**REQUIRED WORK**
Look through the records below for the line with "let order_minus_one = Sm2::ORDER.wrapping_sub(&U256::ONE);" and the line with "below the order.", then return those lines and all lines between, exactly.

(SUPPLIED RECORDS begins)

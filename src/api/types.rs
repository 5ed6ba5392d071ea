//! Typed payloads of the users and liked-posts endpoints.

use chrono::{DateTime, Utc};
use serde::{Deserialize, Deserializer};

use crate::db::NewAuthor;

/// The API encodes 64-bit ids as decimal strings.
fn string_id<'de, D>(deserializer: D) -> std::result::Result<i64, D::Error>
where
    D: Deserializer<'de>,
{
    let raw = String::deserialize(deserializer)?;
    raw.parse().map_err(serde::de::Error::custom)
}

/// How to look a user up.
#[derive(Debug, Clone, PartialEq, Eq)]
pub enum UserLookup {
    Id(i64),
    Username(String),
}

impl std::fmt::Display for UserLookup {
    fn fmt(&self, f: &mut std::fmt::Formatter<'_>) -> std::fmt::Result {
        match self {
            Self::Id(id) => write!(f, "id {id}"),
            Self::Username(name) => write!(f, "@{name}"),
        }
    }
}

#[derive(Debug, Clone, Deserialize)]
pub struct ApiUser {
    #[serde(deserialize_with = "string_id")]
    pub id: i64,
    pub name: String,
    pub username: String,
    #[serde(default)]
    pub protected: bool,
}

impl From<ApiUser> for NewAuthor {
    fn from(user: ApiUser) -> Self {
        Self {
            id: user.id,
            name: user.name,
            username: user.username,
            protected: user.protected,
        }
    }
}

#[derive(Debug, Clone, Deserialize)]
pub struct ApiProblem {
    #[serde(default)]
    pub title: Option<String>,
    #[serde(default)]
    pub detail: Option<String>,
}

impl ApiProblem {
    #[must_use]
    pub fn describe(&self) -> String {
        self.detail
            .clone()
            .or_else(|| self.title.clone())
            .unwrap_or_else(|| "unknown error".to_string())
    }
}

#[derive(Debug, Clone, Deserialize)]
pub(crate) struct UserResponse {
    pub data: Option<ApiUser>,
    #[serde(default)]
    pub errors: Vec<ApiProblem>,
}

/// One page of the liked-posts endpoint.
#[derive(Debug, Clone, Default, Deserialize)]
pub struct LikedPostsPage {
    #[serde(default)]
    data: Option<Vec<RawPost>>,
    #[serde(default)]
    includes: Option<Includes>,
    #[serde(default)]
    meta: Option<PageMeta>,
}

impl LikedPostsPage {
    /// Posts on this page, newest first.
    #[must_use]
    pub fn posts(&self) -> &[RawPost] {
        self.data.as_deref().unwrap_or_default()
    }

    /// Expanded media objects referenced by the posts.
    #[must_use]
    pub fn media(&self) -> &[RawMedia] {
        self.includes
            .as_ref()
            .and_then(|i| i.media.as_deref())
            .unwrap_or_default()
    }

    /// Cursor for the next page; `None` on the last page.
    #[must_use]
    pub fn next_token(&self) -> Option<&str> {
        self.meta.as_ref().and_then(|m| m.next_token.as_deref())
    }
}

#[derive(Debug, Clone, Default, Deserialize)]
struct Includes {
    #[serde(default)]
    media: Option<Vec<RawMedia>>,
}

#[derive(Debug, Clone, Default, Deserialize)]
struct PageMeta {
    #[serde(default)]
    next_token: Option<String>,
}

#[derive(Debug, Clone, Deserialize)]
pub struct RawPost {
    #[serde(deserialize_with = "string_id")]
    pub id: i64,
    pub text: String,
    #[serde(deserialize_with = "string_id")]
    pub author_id: i64,
    pub created_at: DateTime<Utc>,
    #[serde(default)]
    attachments: Option<Attachments>,
}

impl RawPost {
    /// Media keys attached to this post, in attachment order.
    #[must_use]
    pub fn media_keys(&self) -> &[String] {
        self.attachments
            .as_ref()
            .and_then(|a| a.media_keys.as_deref())
            .unwrap_or_default()
    }
}

#[derive(Debug, Clone, Default, Deserialize)]
struct Attachments {
    #[serde(default)]
    media_keys: Option<Vec<String>>,
}

#[derive(Debug, Clone, Deserialize)]
pub struct RawMedia {
    pub media_key: String,
    #[serde(rename = "type")]
    pub kind: String,
    /// Only photos carry a direct URL.
    #[serde(default)]
    pub url: Option<String>,
}

impl RawMedia {
    #[must_use]
    pub fn is_photo(&self) -> bool {
        self.kind == "photo"
    }
}
use std::fmt;

pub type Result<T> = std::result::Result<T, Error>;

#[derive(Debug, PartialEq, Eq)]
pub enum Error {
    /// The random source failed to produce the requested bytes.
    Entropy,
    /// Empty collection of keys or shares.
    Empty,
    /// Failed to verify a share proof.
    Proof,
}

impl fmt::Display for Error {
    fn fmt(&self, f: &mut fmt::Formatter<'_>) -> fmt::Result {
        match self {
            Error::Entropy => f.write_str("entropy source failure"),
            Error::Empty => f.write_str("empty"),
            Error::Proof => f.write_str("proof verification failed"),
        }
    }
}

impl std::error::Error for Error {}
use elliptic_curve::{
    bigint::{ArrayEncoding, NonZero, U256, U512},
    Curve, Field, PrimeField,
};
use rand_core::{CryptoRng, RngCore};
use serde::{
    de::{self, Deserialize, Deserializer, Unexpected, Visitor},
    ser::{Serialize, Serializer},
};
use sm2::{FieldBytes, Sm2};
use std::{
    fmt,
    ops::{Add, Deref, Mul, Neg, Sub},
};

use crate::error::{Error, Result};

/// Scalar of the SM2 group, i.e. an integer modulo the group order `n`.
///
/// Wrapper type to add the byte-oriented `Serialize`/`Deserialize` impls and
/// the `[1, n-1]` sampler to the backend scalar.
#[derive(Copy, Clone, PartialEq, Eq)]
pub struct Scalar(pub(crate) sm2::Scalar);

impl Scalar {
    /// Draws a uniform scalar in `[1, n-1]`.
    ///
    /// Reads `BitSize/8 + 8` = 40 bytes and reduces mod `n - 1`; the 64 extra
    /// bits flatten the reduction skew to a negligible bias.
    pub fn random<R>(rng: &mut R) -> Result<Scalar>
    where
        R: RngCore + CryptoRng,
    {
        let mut wide = [0u8; 64];
        rng.try_fill_bytes(&mut wide[24..]).map_err(|_| Error::Entropy)?;
        let t = U512::from_be_slice(&wide);

        let mut modulus = [0u8; 64];
        let order_minus_one = Sm2::ORDER.wrapping_sub(&U256::ONE);
        modulus[32..].copy_from_slice(order_minus_one.to_be_byte_array().as_slice());
        let n1 = Option::from(NonZero::new(U512::from_be_slice(&modulus)))
            .expect("n - 1 is nonzero");

        // k = (t mod (n - 1)) + 1, so k is in [1, n-1] and below the order.
        let k = t.rem(&n1).wrapping_add(&U512::ONE);
        let bytes = k.to_be_byte_array();
        let s = sm2::Scalar::from_repr(*FieldBytes::from_slice(&bytes.as_slice()[32..]));
        Ok(Scalar(Option::from(s).expect("k is below the group order")))
    }

    pub fn zero() -> Scalar {
        Scalar(<sm2::Scalar as Field>::ZERO)
    }

    pub fn one() -> Scalar {
        Scalar(<sm2::Scalar as Field>::ONE)
    }

    /// Multiplicative inverse mod `n`; `None` for zero.
    pub fn invert(&self) -> Option<Scalar> {
        Option::from(Field::invert(&self.0)).map(Scalar)
    }

    /// Canonical 32-byte big-endian encoding.
    pub fn to_bytes(&self) -> [u8; 32] {
        self.0.to_repr().into()
    }
}

impl Deref for Scalar {
    type Target = sm2::Scalar;

    fn deref(&self) -> &Self::Target {
        &self.0
    }
}

impl Add for Scalar {
    type Output = Scalar;

    fn add(self, rhs: Scalar) -> Scalar {
        Scalar(self.0 + rhs.0)
    }
}

impl Sub for Scalar {
    type Output = Scalar;

    fn sub(self, rhs: Scalar) -> Scalar {
        Scalar(self.0 - rhs.0)
    }
}

impl Mul for Scalar {
    type Output = Scalar;

    fn mul(self, rhs: Scalar) -> Scalar {
        Scalar(self.0 * rhs.0)
    }
}

impl Neg for Scalar {
    type Output = Scalar;

    fn neg(self) -> Scalar {
        Scalar(-self.0)
    }
}

impl fmt::Debug for Scalar {
    fn fmt(&self, f: &mut fmt::Formatter<'_>) -> fmt::Result {
        f.write_str("Scalar(")?;
        for b in self.to_bytes() {
            write!(f, "{:02x}", b)?;
        }
        f.write_str(")")
    }
}

impl Serialize for Scalar {
    fn serialize<S: Serializer>(&self, s: S) -> std::result::Result<S::Ok, S::Error> {
        s.serialize_bytes(&self.to_bytes())
    }
}

impl<'de> Deserialize<'de> for Scalar {
    fn deserialize<D: Deserializer<'de>>(d: D) -> std::result::Result<Self, D::Error> {
        struct ScalarVisitor;

        impl<'de> Visitor<'de> for ScalarVisitor {
            type Value = Scalar;

            fn expecting(&self, f: &mut fmt::Formatter<'_>) -> fmt::Result {
                f.write_str("scalar value")
            }

            fn visit_bytes<E: de::Error>(self, v: &[u8]) -> std::result::Result<Self::Value, E> {
                if v.len() != 32 {
                    return Err(de::Error::invalid_value(Unexpected::Bytes(v), &"32 bytes"));
                }
                let s = sm2::Scalar::from_repr(*FieldBytes::from_slice(v));
                Option::from(s).map(Scalar).ok_or_else(|| {
                    de::Error::invalid_value(Unexpected::Bytes(v), &"canonical scalar bytes")
                })
            }

            fn visit_borrowed_bytes<E: de::Error>(
                self,
                v: &'de [u8],
            ) -> std::result::Result<Self::Value, E> {
                self.visit_bytes(v)
            }

            fn visit_byte_buf<E: de::Error>(
                self,
                v: Vec<u8>,
            ) -> std::result::Result<Self::Value, E> {
                self.visit_bytes(&v)
            }
        }

        d.deserialize_bytes(ScalarVisitor)
    }
}

#[cfg(test)]
mod tests {
    use super::*;
    use rand::thread_rng;

    struct Broken;

    impl RngCore for Broken {
        fn next_u32(&mut self) -> u32 {
            unreachable!()
        }

        fn next_u64(&mut self) -> u64 {
            unreachable!()
        }

        fn fill_bytes(&mut self, _: &mut [u8]) {
            unreachable!()
        }

        fn try_fill_bytes(&mut self, _: &mut [u8]) -> std::result::Result<(), rand_core::Error> {
            Err(rand_core::Error::new("broken source"))
        }
    }

    impl CryptoRng for Broken {}

    #[test]
    fn random_is_nonzero_and_canonical() {
        let rng = &mut thread_rng();
        for _ in 0..256 {
            let s = Scalar::random(rng).unwrap();
            assert!(s != Scalar::zero());
            let back = sm2::Scalar::from_repr(*FieldBytes::from_slice(&s.to_bytes()));
            assert!(bool::from(back.is_some()));
        }
    }

    #[test]
    fn entropy_failure_surfaces() {
        assert_eq!(Scalar::random(&mut Broken).unwrap_err(), Error::Entropy);
    }

    #[test]
    fn arithmetic_wraps_mod_n() {
        // n - 1 is a valid scalar; adding one wraps to zero.
        let top = -Scalar::one();
        assert!(top + Scalar::one() == Scalar::zero());
    }
}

(SUPPLIED RECORDS ends)

**SOLUTION FOR THIS PROBLEM**
        let order_minus_one = Sm2::ORDER.wrapping_sub(&U256::ONE);
        modulus[32..].copy_from_slice(order_minus_one.to_be_byte_array().as_slice());
        let n1 = Option::from(NonZero::new(U512::from_be_slice(&modulus)))
            .expect("n - 1 is nonzero");

        // k = (t mod (n - 1)) + 1, so k is in [1, n-1] and below the order.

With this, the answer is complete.